━━ Study material

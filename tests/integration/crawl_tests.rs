//! Integration tests for the crawler
//!
//! These tests drive the coordinator against canned pages served by a
//! `ReplaySession`, with manual time so no test actually sleeps.

use realty_sweep::config::{Config, OutputFormat};
use realty_sweep::crawler::{Coordinator, Timing};
use realty_sweep::render::ReplaySession;
use realty_sweep::sink::{MemorySink, RecordSink, SqliteSink};
use realty_sweep::{CrawlPhase, Termination};
use std::time::Duration;
use tempfile::TempDir;

const SEARCH: &str =
    "https://www.realestate.co.nz/residential/sale/central-otago-lakes-district/queenstown";
const ORIGIN: &str = "https://www.realestate.co.nz";

fn page_url(page: u32) -> String {
    if page == 1 {
        SEARCH.to_string()
    } else {
        format!("{}?page={}", SEARCH, page)
    }
}

fn listing_url(id: &str) -> String {
    format!("{}/{}/residential/sale/{}-test-road", ORIGIN, id, id)
}

/// Creates a test configuration with fixed delays and a single idle retry
fn create_test_config(max_pages: u32) -> Config {
    let mut config = Config::default();
    config.run.max_pages = max_pages;
    config.run.min_delay = 2.0;
    config.run.max_delay = 2.0;
    config.scroll.max_retries = 1;
    config.scroll.pause_ms = 500;
    config
}

/// Results page with one tile per listing id and pagination up to `last_page`
fn results_page(ids: &[&str], last_page: u32) -> String {
    let tiles: String = ids
        .iter()
        .map(|id| {
            format!(
                r#"<div data-test="tile">
                    <a href="/agents/{id}"><img src="agent.png"></a>
                    <a href="/{id}/residential/sale/{id}-test-road"><div class="listed-date">Listed today</div><span>{id}</span></a>
                </div>"#
            )
        })
        .collect();

    let pagination: String = (1..=last_page)
        .map(|n| format!(r#"<a class="paginated-items__page-number"> {n} </a>"#))
        .collect();

    format!(
        r#"<html><body>
            <div class="tiles">{tiles}</div>
            <div data-test="paginated-items"><div>{pagination}<a class="paginated-items__page-number">Next</a></div></div>
        </body></html>"#
    )
}

fn detail_page(address: &str, bedrooms: &str) -> String {
    format!(
        r#"<html><body>
            <h1 data-test="listing-title">{address}</h1>
            <div data-test="features-icons">
                <div class="flex items-center"><svg><title>Property type</title></svg><span>House</span></div>
                <div class="flex items-center"><svg><title>Bedroom</title></svg><span>{bedrooms}</span></div>
            </div>
            <div class="property-agents"><h3>Ann Smith</h3><h3>Bo Li</h3></div>
        </body></html>"#
    )
}

fn with_listings(mut session: ReplaySession, ids: &[&str]) -> ReplaySession {
    for id in ids {
        session = session.with_page(listing_url(id), detail_page(&format!("{} Test Road", id), "3"));
    }
    session
}

fn coordinator(
    config: Config,
    session: ReplaySession,
    sink: MemorySink,
) -> (
    Coordinator<ReplaySession, MemorySink>,
    std::sync::Arc<realty_sweep::crawler::timing::ManualSleeper>,
) {
    let (timing, _clock, sleeper) = Timing::manual();
    let coordinator = Coordinator::new(config, session, sink)
        .expect("Failed to create coordinator")
        .with_timing(timing)
        .with_seed(42);
    (coordinator, sleeper)
}

/// Sleeps other than the scroll pause
fn listing_delays(sleeps: &[Duration]) -> Vec<Duration> {
    sleeps
        .iter()
        .copied()
        .filter(|d| *d != Duration::from_millis(500))
        .collect()
}

#[tokio::test]
async fn test_two_listings_emitted() {
    let session = with_listings(
        ReplaySession::new().with_page(page_url(1), results_page(&["11", "22"], 1)),
        &["11", "22"],
    );
    let (mut coordinator, sleeper) = coordinator(create_test_config(1), session, MemorySink::new());

    let report = coordinator.run().await.expect("Crawl failed");

    assert_eq!(report.termination, Termination::Completed);
    assert_eq!(report.records_emitted, 2);
    assert_eq!(report.listings_failed, 0);
    assert_eq!(report.pages_visited, 1);
    assert_eq!(report.total_pages, 1);

    let (session, sink) = coordinator.into_parts();
    let records = sink.records();
    assert_eq!(records.len(), 2);
    assert_eq!(records[0].listing_url, listing_url("11"));
    assert_eq!(records[0].property_address, "11 Test Road");
    assert_eq!(records[0].agent_names, "Ann Smith & Bo Li");
    assert_eq!(records[0].property_type, "House");
    assert_eq!(records[0].bedrooms, "3");
    assert_eq!(records[0].capital_value, "");

    assert_eq!(
        session.visited(),
        &[page_url(1), listing_url("11"), listing_url("22")]
    );
    assert!(session.is_closed());
    assert_eq!(listing_delays(&sleeper.sleeps()).len(), 2);
}

#[tokio::test]
async fn test_failed_listing_is_skipped() {
    let session = with_listings(
        ReplaySession::new()
            .with_page(page_url(1), results_page(&["11", "22"], 1))
            .with_failing_url(listing_url("11")),
        &["22"],
    );
    let (mut coordinator, sleeper) = coordinator(create_test_config(3), session, MemorySink::new());

    let report = coordinator.run().await.expect("Crawl failed");

    assert_eq!(report.termination, Termination::Completed);
    assert_eq!(report.records_emitted, 1);
    assert_eq!(report.listings_failed, 1);
    assert_eq!(coordinator.sink().records()[0].listing_url, listing_url("22"));

    // No delay after the failed listing
    assert_eq!(listing_delays(&sleeper.sleeps()), vec![Duration::from_secs(2)]);
}

#[tokio::test]
async fn test_sink_failure_is_skipped() {
    let session = with_listings(
        ReplaySession::new().with_page(page_url(1), results_page(&["11", "22"], 1)),
        &["11", "22"],
    );
    let sink = MemorySink::new().rejecting(listing_url("22"));
    let (mut coordinator, _sleeper) = coordinator(create_test_config(3), session, sink);

    let report = coordinator.run().await.expect("Crawl failed");

    assert_eq!(report.records_emitted, 1);
    assert_eq!(report.listings_failed, 1);
    assert!(report.termination.is_completed());
}

#[tokio::test]
async fn test_page_failure_keeps_earlier_records() {
    let session = with_listings(
        ReplaySession::new()
            .with_page(page_url(1), results_page(&["11", "22"], 3))
            .with_failing_url(page_url(2)),
        &["11", "22"],
    );
    let (mut coordinator, _sleeper) = coordinator(create_test_config(3), session, MemorySink::new());

    let report = coordinator.run().await.expect("Crawl failed");

    match &report.termination {
        Termination::Aborted { page, reason } => {
            assert_eq!(*page, 2);
            assert!(reason.contains("503"), "unexpected reason: {}", reason);
        }
        other => panic!("expected an aborted run, got {:?}", other),
    }
    assert_eq!(report.pages_visited, 1);
    assert_eq!(report.total_pages, 3);
    assert_eq!(coordinator.state().phase(), CrawlPhase::Done);

    let (session, sink) = coordinator.into_parts();
    assert_eq!(sink.records().len(), 2);
    assert_eq!(sink.flushes(), 1);
    assert!(!session.visited().contains(&page_url(3)));
    assert!(session.is_closed());
}

#[tokio::test]
async fn test_total_pages_clamped_to_max_pages() {
    let session = with_listings(
        ReplaySession::new()
            .with_page(page_url(1), results_page(&["11"], 10))
            .with_page(page_url(2), results_page(&["22"], 10)),
        &["11", "22"],
    );
    let (mut coordinator, _sleeper) = coordinator(create_test_config(2), session, MemorySink::new());

    let report = coordinator.run().await.expect("Crawl failed");

    assert_eq!(report.total_pages, 2);
    assert_eq!(report.pages_visited, 2);
    assert_eq!(report.records_emitted, 2);

    let (session, _sink) = coordinator.into_parts();
    assert!(session.visited().contains(&page_url(2)));
    assert!(!session.visited().contains(&page_url(3)));
}

#[tokio::test]
async fn test_page_bound_read_from_first_page_only() {
    // Page 2 advertises more pages than page 1; the bound stays at 2
    let session = with_listings(
        ReplaySession::new()
            .with_page(page_url(1), results_page(&["11"], 2))
            .with_page(page_url(2), results_page(&["22"], 3))
            .with_page(page_url(3), results_page(&["33"], 3)),
        &["11", "22", "33"],
    );
    let (mut coordinator, _sleeper) = coordinator(create_test_config(5), session, MemorySink::new());

    let report = coordinator.run().await.expect("Crawl failed");

    assert_eq!(report.total_pages, 2);
    assert_eq!(report.pages_visited, 2);
    assert_eq!(coordinator.state().total_pages(), Some(2));
}

#[tokio::test]
async fn test_lazily_loaded_tiles_are_discovered() {
    let session = with_listings(
        ReplaySession::new().with_lazy_page(
            page_url(1),
            vec![
                results_page(&["11"], 1),
                results_page(&["11", "22"], 1),
                results_page(&["11", "22", "33"], 1),
            ],
        ),
        &["11", "22", "33"],
    );
    let (mut coordinator, _sleeper) = coordinator(create_test_config(1), session, MemorySink::new());

    let report = coordinator.run().await.expect("Crawl failed");

    assert_eq!(report.records_emitted, 3);
}

#[tokio::test]
async fn test_duplicate_tiles_visited_once() {
    let session = with_listings(
        ReplaySession::new().with_page(page_url(1), results_page(&["11", "11", "22"], 1)),
        &["11", "22"],
    );
    let (mut coordinator, _sleeper) = coordinator(create_test_config(1), session, MemorySink::new());

    let report = coordinator.run().await.expect("Crawl failed");

    assert_eq!(report.records_emitted, 2);
    let (session, _sink) = coordinator.into_parts();
    let visits = session
        .visited()
        .iter()
        .filter(|url| **url == listing_url("11"))
        .count();
    assert_eq!(visits, 1);
}

#[tokio::test]
async fn test_delays_stay_within_bounds() {
    let ids = ["11", "22", "33", "44", "55"];
    let session = with_listings(
        ReplaySession::new().with_page(page_url(1), results_page(&ids, 1)),
        &ids,
    );
    let mut config = create_test_config(1);
    config.run.min_delay = 1.5;
    config.run.max_delay = 4.0;
    let (mut coordinator, sleeper) = coordinator(config, session, MemorySink::new());

    coordinator.run().await.expect("Crawl failed");

    let delays = listing_delays(&sleeper.sleeps());
    assert_eq!(delays.len(), ids.len());
    for delay in delays {
        assert!(
            delay >= Duration::from_secs_f64(1.5) && delay <= Duration::from_secs_f64(4.0),
            "delay out of bounds: {:?}",
            delay
        );
    }
}

#[tokio::test]
async fn test_empty_results_page_completes() {
    let session = ReplaySession::new().with_page(page_url(1), "<html><body></body></html>");
    let (mut coordinator, sleeper) = coordinator(create_test_config(3), session, MemorySink::new());

    let report = coordinator.run().await.expect("Crawl failed");

    assert_eq!(report.termination, Termination::Completed);
    assert_eq!(report.total_pages, 1);
    assert_eq!(report.records_emitted, 0);
    assert!(listing_delays(&sleeper.sleeps()).is_empty());
}

#[tokio::test]
async fn test_crawl_into_sqlite_sink() {
    let dir = TempDir::new().expect("Failed to create temp dir");
    let db_path = dir.path().join("listings.db");

    let session = with_listings(
        ReplaySession::new().with_page(page_url(1), results_page(&["11", "22"], 1)),
        &["11", "22"],
    );
    let mut config = create_test_config(1);
    config.output.format = OutputFormat::Sqlite;
    config.output.path = db_path.to_string_lossy().into_owned();

    let sink = SqliteSink::open(&db_path).expect("Failed to open database");
    let (timing, _clock, _sleeper) = Timing::manual();
    let mut coordinator = Coordinator::new(config, session, sink)
        .expect("Failed to create coordinator")
        .with_timing(timing);

    let report = coordinator.run().await.expect("Crawl failed");
    assert_eq!(report.records_emitted, 2);

    let (_session, sink) = coordinator.into_parts();
    assert_eq!(sink.appended(), 2);
    assert_eq!(
        sink.listing_urls().expect("Failed to query listings"),
        vec![listing_url("11"), listing_url("22")]
    );
}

━━━━

#### Task objective
State the number of lines in the records that include "filter", and write nothing else.

#### Output for this exercise
2